Doch Schulministerin Yvonne Gebauer (FDP) ist fest entschlossen, den Zeitplan durchzuführen.

Tatsächlich hat von Zedlitz-Neukirch in Sachen Ausstattung derzeit keine Bedenken: „Was die hygienischen Grundvoraussetzungen betrifft, sind wir gut ausgerüstet. Da hat die Stadt Krefeld vorbildlich geliefert.“

Für Schulen, die immer noch auf der Suche etwa nach Desinfektionsmittel seien, verweist das Ministerium an die Bezirksregierung Münster. „Wir haben eine Hotline, die wir anlässlich der Schulschließungen eingerichtet haben, wieder hochgefahren“, erklärte ein Sprecher der Bezirksregierung.

Neben den hygienischen Vorbereitungen muss sich von Zedlitz-Neukirch mit organisatorischen Fragen auseinandersetzen. So schreibt das Ministerium vor, dass in den Räumen nicht nur ein Abstand von 1,5 Metern gewahrt bleiben muss, sondern es für jeden Schüler „eine namentliche und nach Sitzplatz bezogene Registrierung“ geben muss, „um eine etwaige Nachbefragung beziehungsweise Kontakt-Nachverfolgung zu ermöglichen“.

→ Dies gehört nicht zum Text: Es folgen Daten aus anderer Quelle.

//! HTTP clients for the receipt service and the owner directory.

use std::time::Duration;

use async_trait::async_trait;
use ledger_types::domain::{OwnerType, ReceiptDraft};
use ledger_types::ports::{CollaboratorError, OwnerDirectory, OwnerRef, ReceiptService};
use reqwest::{Client, Response};
use serde::Deserialize;
use serde::de::DeserializeOwned;
use tracing::instrument;

use crate::webhooks::map_http_err;

fn http_client(timeout: Duration) -> Client {
    Client::builder()
        .timeout(timeout)
        .build()
        .unwrap_or_default()
}

async fn handle_response<T: DeserializeOwned>(resp: Response) -> Result<T, CollaboratorError> {
    let status = resp.status();
    if status.is_success() {
        resp.json()
            .await
            .map_err(|e| CollaboratorError::Rejected(format!("bad response body: {}", e)))
    } else {
        let message = resp.text().await.unwrap_or_default();
        if status.is_client_error() {
            Err(CollaboratorError::Rejected(format!("{} - {}", status, message)))
        } else {
            Err(CollaboratorError::Unavailable(format!("{} - {}", status, message)))
        }
    }
}

// ─────────────────────────────────────────────────────────────────────────────
// Receipt service
// ─────────────────────────────────────────────────────────────────────────────

/// Receipt service reached over HTTP. Drafts are `PUT` by receipt code so a
/// retried submission updates instead of duplicating.
pub struct HttpReceiptService {
    base_url: String,
    http: Client,
}

#[derive(Deserialize)]
struct ReceiptAck {
    id: String,
}

impl HttpReceiptService {
    pub fn new(base_url: impl Into<String>, timeout: Duration) -> Self {
        Self {
            base_url: base_url.into().trim_end_matches('/').to_string(),
            http: http_client(timeout),
        }
    }
}

#[async_trait]
impl ReceiptService for HttpReceiptService {
    #[instrument(skip(self, draft), fields(receipt_code = %draft.receipt_code, status = ?draft.status))]
    async fn submit(&self, draft: &ReceiptDraft) -> Result<String, CollaboratorError> {
        let resp = self
            .http
            .put(format!("{}/receipts/{}", self.base_url, draft.receipt_code))
            .json(draft)
            .send()
            .await
            .map_err(map_http_err)?;
        let ack: ReceiptAck = handle_response(resp).await?;
        Ok(ack.id)
    }
}

// ─────────────────────────────────────────────────────────────────────────────
// Owner directory
// ─────────────────────────────────────────────────────────────────────────────

/// Owner directory reached over HTTP: `GET /owners?type=&offset=&limit=`.
pub struct HttpOwnerDirectory {
    base_url: String,
    http: Client,
}

#[derive(Deserialize)]
struct OwnerPage {
    owners: Vec<OwnerRow>,
}

#[derive(Deserialize)]
struct OwnerRow {
    id: String,
}

impl HttpOwnerDirectory {
    pub fn new(base_url: impl Into<String>, timeout: Duration) -> Self {
        Self {
            base_url: base_url.into().trim_end_matches('/').to_string(),
            http: http_client(timeout),
        }
    }
}

#[async_trait]
impl OwnerDirectory for HttpOwnerDirectory {
    #[instrument(skip(self))]
    async fn list_owners(
        &self,
        owner_type: OwnerType,
        offset: u64,
        limit: u32,
    ) -> Result<Vec<OwnerRef>, CollaboratorError> {
        let resp = self
            .http
            .get(format!("{}/owners", self.base_url))
            .query(&[
                ("type", owner_type.as_str().to_string()),
                ("offset", offset.to_string()),
                ("limit", limit.to_string()),
            ])
            .send()
            .await
            .map_err(map_http_err)?;
        let page: OwnerPage = handle_response(resp).await?;

        Ok(page
            .owners
            .into_iter()
            .map(|row| OwnerRef {
                owner_id: row.id,
                owner_type,
            })
            .collect())
    }
}
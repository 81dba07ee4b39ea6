//! Ports for the services the ledger talks to but does not own.

use crate::domain::{OwnerType, ReceiptDraft, TransactionEvent};

#[derive(Debug, Clone, PartialEq, Eq, thiserror::Error)]
pub enum CollaboratorError {
    #[error("Collaborator unavailable: {0}")]
    Unavailable(String),

    #[error("Collaborator timed out")]
    Timeout,

    #[error("Collaborator rejected the request: {0}")]
    Rejected(String),
}

/// An owner known to the identity services.
#[derive(Debug, Clone, PartialEq, Eq, serde::Serialize, serde::Deserialize)]
pub struct OwnerRef {
    pub owner_id: String,
    pub owner_type: OwnerType,
}

/// Source of users and partners for seeding.
#[async_trait::async_trait]
pub trait OwnerDirectory: Send + Sync {
    /// One page of owners of the given type. An empty page ends the listing.
    async fn list_owners(
        &self,
        owner_type: OwnerType,
        offset: u64,
        limit: u32,
    ) -> Result<Vec<OwnerRef>, CollaboratorError>;
}

/// Receipt persistence owned by another service.
#[async_trait::async_trait]
pub trait ReceiptService: Send + Sync {
    /// Submits or updates the receipt for `draft.receipt_code`; returns the
    /// service's own receipt reference.
    async fn submit(&self, draft: &ReceiptDraft) -> Result<String, CollaboratorError>;
}

/// Downstream consumer of transaction events.
#[async_trait::async_trait]
pub trait EventSink: Send + Sync {
    fn name(&self) -> &str;

    async fn deliver(&self, event: &TransactionEvent) -> Result<(), CollaboratorError>;
}
//! Repository port traits.
//!
//! These are the storage ports of the hexagon. Adapters (Postgres, SQLite)
//! implement all of them and are exposed to the services as a [`LedgerStore`].

use chrono::{DateTime, Utc};

use crate::domain::{
    Account, AccountId, AccountInsert, AccountKey, AccountUpdate, ClaimOutcome, FeeRecord,
    FeeRule, Journal, JournalDraft, JournalId, LedgerEntry, NewAccount, PostOutcome,
    PostedJournal, TransactionType,
};
use crate::dto::{DateRange, EntryTotals, JournalFilter, JournalTotals, PageRequest, Paginated};
use crate::error::RepoError;

/// Account storage.
#[async_trait::async_trait]
pub trait AccountRepository: Send + Sync + 'static {
    /// Inserts an account unless its natural key already exists.
    async fn insert_account(&self, account: NewAccount) -> Result<AccountInsert, RepoError>;

    /// Inserts an account and posts its opening journal in one unit.
    ///
    /// An existing natural key returns the stored account and posts nothing;
    /// a failed posting leaves no account behind.
    async fn insert_account_with_opening(
        &self,
        account: NewAccount,
        opening: JournalDraft,
    ) -> Result<AccountInsert, RepoError>;

    async fn get_account(&self, id: AccountId) -> Result<Option<Account>, RepoError>;

    /// Loads all the given accounts in one query. Unknown ids are skipped.
    async fn get_accounts(&self, ids: &[AccountId]) -> Result<Vec<Account>, RepoError>;

    async fn find_account(&self, key: &AccountKey) -> Result<Option<Account>, RepoError>;

    async fn list_accounts_by_owner(&self, owner_id: &str) -> Result<Vec<Account>, RepoError>;

    async fn list_system_accounts(&self) -> Result<Vec<Account>, RepoError>;

    /// Applies an attribute update. Balances are never touched here.
    async fn update_account(
        &self,
        id: AccountId,
        update: &AccountUpdate,
    ) -> Result<Account, RepoError>;

    /// Σ signed entries of the account (credit +, debit −).
    async fn sum_entries(&self, id: AccountId) -> Result<i64, RepoError>;
}

/// Journal storage. Every method that writes entries is one atomic unit.
#[async_trait::async_trait]
pub trait JournalRepository: Send + Sync + 'static {
    // ─────────────────────────────────────────────────────────────────────────────
    // Posting (MUST be atomic)
    // ─────────────────────────────────────────────────────────────────────────────

    /// Writes journal, entries, balance deltas and fee records together.
    ///
    /// The receipt-code uniqueness check is the journal insert itself; a
    /// duplicate returns the stored journal without writing anything.
    async fn post_journal(&self, draft: JournalDraft) -> Result<PostOutcome, RepoError>;

    /// Inserts the draft's header as a pending journal, claiming its receipt code.
    async fn claim_journal(&self, draft: &JournalDraft) -> Result<ClaimOutcome, RepoError>;

    /// Posts the entries of a claimed journal iff it is still pending.
    async fn complete_pending(&self, draft: JournalDraft) -> Result<PostedJournal, RepoError>;

    /// Marks a pending journal failed.
    async fn fail_pending(&self, id: JournalId, error: &str) -> Result<Journal, RepoError>;

    /// Stores a failed journal with no entries. A duplicate code returns the stored journal.
    async fn record_failed(&self, draft: &JournalDraft, error: &str) -> Result<Journal, RepoError>;

    /// Posts `reversal` and marks `original` reversed in one unit.
    async fn reverse_journal(
        &self,
        original: JournalId,
        reversal: JournalDraft,
        reason: &str,
    ) -> Result<PostedJournal, RepoError>;

    /// Fails pending journals created before `cutoff`.
    async fn sweep_stale_pending(
        &self,
        cutoff: DateTime<Utc>,
        error: &str,
    ) -> Result<Vec<Journal>, RepoError>;

    // ─────────────────────────────────────────────────────────────────────────────
    // Reads
    // ─────────────────────────────────────────────────────────────────────────────

    async fn get_journal(&self, id: JournalId) -> Result<Option<Journal>, RepoError>;

    async fn get_journal_by_receipt(&self, code: &str) -> Result<Option<Journal>, RepoError>;

    async fn list_journals(
        &self,
        filter: &JournalFilter,
        page: PageRequest,
    ) -> Result<Paginated<Journal>, RepoError>;

    async fn list_entries_by_journal(&self, id: JournalId) -> Result<Vec<LedgerEntry>, RepoError>;

    async fn list_entries_by_account(
        &self,
        account_id: AccountId,
        range: &DateRange,
        page: PageRequest,
    ) -> Result<Paginated<LedgerEntry>, RepoError>;

    /// Balance of the account from entries created strictly before `at`.
    async fn balance_before(
        &self,
        account_id: AccountId,
        at: DateTime<Utc>,
    ) -> Result<i64, RepoError>;
}

/// Fee rules and recorded fees.
#[async_trait::async_trait]
pub trait FeeRepository: Send + Sync + 'static {
    async fn upsert_fee_rule(&self, rule: &FeeRule) -> Result<FeeRule, RepoError>;

    /// Active rules for a transaction type.
    async fn find_fee_rules(&self, tx_type: TransactionType) -> Result<Vec<FeeRule>, RepoError>;

    async fn list_fee_records_by_receipt(&self, code: &str) -> Result<Vec<FeeRecord>, RepoError>;

    async fn list_fee_records_by_agent(
        &self,
        agent_id: &str,
        range: &DateRange,
    ) -> Result<Vec<FeeRecord>, RepoError>;
}

/// Aggregations for statements and reports.
#[async_trait::async_trait]
pub trait ReportRepository: Send + Sync + 'static {
    /// Journal counts, volume and fees grouped by type, status and currency.
    async fn journal_totals(&self, range: &DateRange) -> Result<Vec<JournalTotals>, RepoError>;

    async fn account_totals(
        &self,
        account_id: AccountId,
        range: &DateRange,
    ) -> Result<EntryTotals, RepoError>;
}

/// Monotonic id source for receipt codes.
#[async_trait::async_trait]
pub trait SequenceSource: Send + Sync + 'static {
    async fn next_value(&self) -> Result<u64, RepoError>;
}

/// Everything the services need from storage.
#[async_trait::async_trait]
pub trait LedgerStore:
    AccountRepository + JournalRepository + FeeRepository + ReportRepository + SequenceSource
{
    /// Cheap round trip used by health checks.
    async fn ping(&self) -> Result<(), RepoError>;
}
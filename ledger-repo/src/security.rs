//! Webhook payload signing.
//!
//! The signature covers `"<timestamp>.<body>"` so a captured delivery cannot
//! be replayed under a different timestamp.

use hmac::digest::InvalidLength;
use hmac::{Hmac, Mac};
use sha2::Sha256;
use subtle::ConstantTimeEq;

type HmacSha256 = Hmac<Sha256>;

/// Header carrying the hex signature.
pub const SIGNATURE_HEADER: &str = "X-Ledger-Signature";
/// Header carrying the unix timestamp that was signed.
pub const TIMESTAMP_HEADER: &str = "X-Ledger-Timestamp";

/// Signs a webhook payload using HMAC-SHA256.
pub fn sign_webhook(payload: &[u8], timestamp: i64, secret: &str) -> Result<String, InvalidLength> {
    let mut mac = HmacSha256::new_from_slice(secret.as_bytes())?;
    mac.update(timestamp.to_string().as_bytes());
    mac.update(b".");
    mac.update(payload);
    Ok(hex::encode(mac.finalize().into_bytes()))
}

/// Verifies a webhook signature using constant-time comparison.
pub fn verify_webhook_signature(
    payload: &[u8],
    timestamp: i64,
    signature: &str,
    secret: &str,
) -> bool {
    match sign_webhook(payload, timestamp, secret) {
        Ok(expected) => expected.as_bytes().ct_eq(signature.as_bytes()).into(),
        Err(_) => false,
    }
}
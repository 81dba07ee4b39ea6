//! Fee Calculation Engine
//!
//! Resolves the applicable fee rule for a transaction and evaluates it.
//! Resolutions are cached per dimension tuple; the cached value is the
//! matched rule or the fact that none matched, so a miss is cached too.

use std::sync::Arc;
use std::time::{Duration, Instant};

use dashmap::DashMap;
use ledger_types::domain::{FeeCalculation, FeeQuery, FeeRecord, FeeRule, FeeType, select_rule};
use ledger_types::ports::FeeRepository;
use ledger_types::{AccountType, AppError, Currency, OwnerType, TransactionType};
use tracing::{debug, instrument};

/// Everything a resolution depends on except the amount.
#[derive(Debug, Clone, PartialEq, Eq, Hash)]
struct CacheKey {
    transaction_type: TransactionType,
    source_currency: Currency,
    target_currency: Option<Currency>,
    account_type: AccountType,
    owner_type: OwnerType,
}

impl From<&FeeQuery> for CacheKey {
    fn from(query: &FeeQuery) -> Self {
        Self {
            transaction_type: query.transaction_type,
            source_currency: query.source_currency,
            target_currency: query.target_currency,
            account_type: query.account_type,
            owner_type: query.owner_type,
        }
    }
}

#[derive(Debug, Clone)]
struct Resolution {
    /// Overall winner
    best: Option<FeeRule>,
    /// Winner of each fee type, ordered by fee type
    by_type: Vec<FeeRule>,
    loaded_at: Instant,
}

/// Fee rule resolution and evaluation with a TTL cache.
pub struct FeeEngine<R: FeeRepository> {
    store: Arc<R>,
    cache: DashMap<CacheKey, Resolution>,
    ttl: Duration,
}

impl<R: FeeRepository> FeeEngine<R> {
    pub fn new(store: Arc<R>, ttl: Duration) -> Self {
        Self {
            store,
            cache: DashMap::new(),
            ttl,
        }
    }

    /// Fee of the single best matching rule. No rule means a zero fee.
    #[instrument(skip(self, query), fields(tx_type = %query.transaction_type, amount = query.amount))]
    pub async fn calculate_fee(&self, query: &FeeQuery) -> Result<FeeCalculation, AppError> {
        check_amount(query)?;
        let resolution = self.resolve(query).await?;

        Ok(match resolution.best {
            Some(rule) => rule.evaluate(query.amount, query.source_currency),
            None => FeeCalculation::none(query.source_currency),
        })
    }

    /// Best rule of every fee type, evaluated independently. Zero fees are dropped.
    #[instrument(skip(self, query), fields(tx_type = %query.transaction_type, amount = query.amount))]
    pub async fn calculate_multiple_fees(
        &self,
        query: &FeeQuery,
    ) -> Result<Vec<FeeCalculation>, AppError> {
        check_amount(query)?;
        let resolution = self.resolve(query).await?;

        Ok(resolution
            .by_type
            .iter()
            .map(|rule| rule.evaluate(query.amount, query.source_currency))
            .filter(|calc| calc.amount > 0)
            .collect())
    }

    /// Validates and stores a rule, then drops every cached resolution.
    #[instrument(skip(self, rule), fields(rule_id = %rule.id))]
    pub async fn upsert_fee_rule(&self, rule: FeeRule) -> Result<FeeRule, AppError> {
        rule.validate()?;
        let stored = self.store.upsert_fee_rule(&rule).await?;
        self.invalidate_cache();
        Ok(stored)
    }

    /// Fees recorded against a posted journal.
    pub async fn fee_records_by_receipt(&self, code: &str) -> Result<Vec<FeeRecord>, AppError> {
        self.store
            .list_fee_records_by_receipt(code)
            .await
            .map_err(Into::into)
    }

    pub fn invalidate_cache(&self) {
        let dropped = self.cache.len();
        self.cache.clear();
        debug!(dropped, "fee rule cache cleared");
    }

    /// Number of cached resolutions, fresh or stale.
    pub fn cache_len(&self) -> usize {
        self.cache.len()
    }

    async fn resolve(&self, query: &FeeQuery) -> Result<Resolution, AppError> {
        let key = CacheKey::from(query);
        if let Some(hit) = self.cache.get(&key) {
            if hit.loaded_at.elapsed() < self.ttl {
                return Ok(hit.clone());
            }
        }

        let rules = self.store.find_fee_rules(query.transaction_type).await?;
        let resolution = Resolution {
            best: select_rule(&rules, query).cloned(),
            by_type: best_per_type(&rules, query),
            loaded_at: Instant::now(),
        };
        debug!(
            candidates = rules.len(),
            matched = resolution.best.is_some(),
            "fee rules resolved"
        );
        self.cache.insert(key, resolution.clone());
        Ok(resolution)
    }
}

fn check_amount(query: &FeeQuery) -> Result<(), AppError> {
    if query.amount < 0 {
        return Err(AppError::BadRequest("Amount cannot be negative".into()));
    }
    Ok(())
}

fn best_per_type(rules: &[FeeRule], query: &FeeQuery) -> Vec<FeeRule> {
    let mut types: Vec<FeeType> = rules.iter().map(|r| r.fee_type).collect();
    types.sort();
    types.dedup();

    types
        .into_iter()
        .filter_map(|fee_type| {
            let candidates: Vec<FeeRule> = rules
                .iter()
                .filter(|r| r.fee_type == fee_type)
                .cloned()
                .collect();
            select_rule(&candidates, query).cloned()
        })
        .collect()
}

#[cfg(test)]
mod tests {
    use super::*;
    use chrono::Utc;
    use ledger_repo::SqliteRepo;
    use ledger_types::domain::{CalculationMethod, FeeRuleId, FeeTier};
    use rust_decimal_macros::dec;

    async fn engine() -> FeeEngine<SqliteRepo> {
        let repo = SqliteRepo::new("sqlite::memory:").await.unwrap();
        FeeEngine::new(Arc::new(repo), Duration::from_secs(300))
    }

    fn rule(method: CalculationMethod, fee_value: rust_decimal::Decimal) -> FeeRule {
        FeeRule {
            id: FeeRuleId::new(),
            transaction_type: TransactionType::Withdrawal,
            source_currency: None,
            target_currency: None,
            account_type: None,
            owner_type: None,
            calculation_method: method,
            fee_value,
            min_fee: None,
            max_fee: None,
            tiers: Vec::new(),
            fee_type: FeeType::Platform,
            is_active: true,
            created_at: Utc::now(),
        }
    }

    fn query(amount: i64) -> FeeQuery {
        FeeQuery {
            transaction_type: TransactionType::Withdrawal,
            amount,
            source_currency: Currency::KES,
            target_currency: None,
            account_type: AccountType::Real,
            owner_type: OwnerType::User,
        }
    }

    #[tokio::test]
    async fn test_no_rule_is_zero_fee() {
        let engine = engine().await;
        let calc = engine.calculate_fee(&query(1000)).await.unwrap();
        assert_eq!(calc.amount, 0);
        assert!(calc.rule_id.is_none());
        assert_eq!(calc.currency, Currency::KES);
    }

    #[tokio::test]
    async fn test_percentage_clamps_to_min() {
        let engine = engine().await;
        let mut pct = rule(CalculationMethod::Percentage, dec!(0.01));
        pct.min_fee = Some(50);
        engine.upsert_fee_rule(pct).await.unwrap();

        let calc = engine.calculate_fee(&query(1000)).await.unwrap();
        assert_eq!(calc.amount, 50);
        assert!(calc.trace.contains("(min applied)"));
        assert_eq!(calc.applied_rate, dec!(0.01));
    }

    #[tokio::test]
    async fn test_percentage_clamps_to_max() {
        let engine = engine().await;
        let mut pct = rule(CalculationMethod::Percentage, dec!(0.02));
        pct.max_fee = Some(500);
        engine.upsert_fee_rule(pct).await.unwrap();

        let calc = engine.calculate_fee(&query(100_000)).await.unwrap();
        assert_eq!(calc.amount, 500);
        assert!(calc.trace.contains("(max applied)"));
    }

    #[tokio::test]
    async fn test_tiered_picks_covering_tier() {
        let engine = engine().await;
        let mut tiered = rule(CalculationMethod::Tiered, dec!(0));
        tiered.tiers = vec![
            FeeTier {
                min_amount: 0,
                max_amount: Some(9_999),
                rate: None,
                fixed_fee: Some(25),
            },
            FeeTier {
                min_amount: 10_000,
                max_amount: None,
                rate: Some(dec!(0.005)),
                fixed_fee: Some(10),
            },
        ];
        engine.upsert_fee_rule(tiered).await.unwrap();

        assert_eq!(engine.calculate_fee(&query(5_000)).await.unwrap().amount, 25);
        // 20_000 x 0.005 + 10
        assert_eq!(engine.calculate_fee(&query(20_000)).await.unwrap().amount, 110);
    }

    #[tokio::test]
    async fn test_most_specific_rule_wins() {
        let engine = engine().await;
        engine
            .upsert_fee_rule(rule(CalculationMethod::Fixed, dec!(10)))
            .await
            .unwrap();
        let mut specific = rule(CalculationMethod::Fixed, dec!(30));
        specific.source_currency = Some(Currency::KES);
        specific.owner_type = Some(OwnerType::User);
        engine.upsert_fee_rule(specific.clone()).await.unwrap();

        let calc = engine.calculate_fee(&query(1000)).await.unwrap();
        assert_eq!(calc.amount, 30);
        assert_eq!(calc.rule_id, Some(specific.id));

        let mut usd = query(1000);
        usd.source_currency = Currency::USD;
        assert_eq!(engine.calculate_fee(&usd).await.unwrap().amount, 10);
    }

    #[tokio::test]
    async fn test_newest_rule_breaks_ties() {
        let engine = engine().await;
        let mut older = rule(CalculationMethod::Fixed, dec!(10));
        older.created_at = Utc::now() - chrono::Duration::days(1);
        let newer = rule(CalculationMethod::Fixed, dec!(20));
        engine.upsert_fee_rule(older).await.unwrap();
        engine.upsert_fee_rule(newer).await.unwrap();

        assert_eq!(engine.calculate_fee(&query(1000)).await.unwrap().amount, 20);
    }

    #[tokio::test]
    async fn test_multiple_fees_one_per_type() {
        let engine = engine().await;
        engine
            .upsert_fee_rule(rule(CalculationMethod::Fixed, dec!(10)))
            .await
            .unwrap();
        let mut commission = rule(CalculationMethod::Percentage, dec!(0.01));
        commission.fee_type = FeeType::Commission;
        engine.upsert_fee_rule(commission).await.unwrap();
        let mut network = rule(CalculationMethod::Percentage, dec!(0));
        network.fee_type = FeeType::Network;
        engine.upsert_fee_rule(network).await.unwrap();

        let fees = engine.calculate_multiple_fees(&query(5000)).await.unwrap();
        let summary: Vec<(FeeType, i64)> = fees.iter().map(|f| (f.fee_type, f.amount)).collect();
        assert_eq!(
            summary,
            vec![(FeeType::Platform, 10), (FeeType::Commission, 50)]
        );
    }

    #[tokio::test]
    async fn test_cache_serves_until_invalidated() {
        let engine = engine().await;
        assert_eq!(engine.calculate_fee(&query(1000)).await.unwrap().amount, 0);
        assert_eq!(engine.cache_len(), 1);

        // A rule written behind the engine's back stays invisible while cached.
        let store = engine.store.clone();
        store
            .upsert_fee_rule(&rule(CalculationMethod::Fixed, dec!(15)))
            .await
            .unwrap();
        assert_eq!(engine.calculate_fee(&query(1000)).await.unwrap().amount, 0);

        engine.invalidate_cache();
        assert_eq!(engine.cache_len(), 0);
        assert_eq!(engine.calculate_fee(&query(1000)).await.unwrap().amount, 15);
    }

    #[tokio::test]
    async fn test_expired_entries_reload() {
        let repo = SqliteRepo::new("sqlite::memory:").await.unwrap();
        let engine = FeeEngine::new(Arc::new(repo), Duration::ZERO);
        assert_eq!(engine.calculate_fee(&query(1000)).await.unwrap().amount, 0);

        engine
            .store
            .upsert_fee_rule(&rule(CalculationMethod::Fixed, dec!(15)))
            .await
            .unwrap();
        assert_eq!(engine.calculate_fee(&query(1000)).await.unwrap().amount, 15);
    }

    #[tokio::test]
    async fn test_invalid_rule_rejected() {
        let engine = engine().await;
        let tiered = rule(CalculationMethod::Tiered, dec!(0));
        let err = engine.upsert_fee_rule(tiered).await.unwrap_err();
        assert!(matches!(err, AppError::BadRequest(_)));
    }

    #[tokio::test]
    async fn test_negative_amount_rejected() {
        let engine = engine().await;
        let err = engine.calculate_fee(&query(-1)).await.unwrap_err();
        assert!(matches!(err, AppError::BadRequest(_)));
    }
}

Das werde sich schnell einspielen, sagt der Schulleiter. „Das geht anhand des Klassenbuchs und eines gesonderten Sitzplans. Dies ist meines Erachtens zwar ein bürokratischer Mehraufwand, aber ein handhabbarer.“

Sorgen bereitet ihm vielmehr, wenn nach fünf Wochen Unterbrechung die Schüler wieder auf den Schulhof strömen. „Das wird ein Happening. Selbst mit der vorgeschlagenen Entzerrung hätten wir immer noch 300 Schüler täglich auf dem Pausenhof, die sich nach der Kontaktsperre nun wiedersehen. Da wird es mit dem Abstandhalten sehr, sehr schwierig werden.“

Seine Lösung: das normale 90-Minuten-Doppelstundenraster aufbrechen, damit die Schüler zeitversetzt in die Pause gehen können.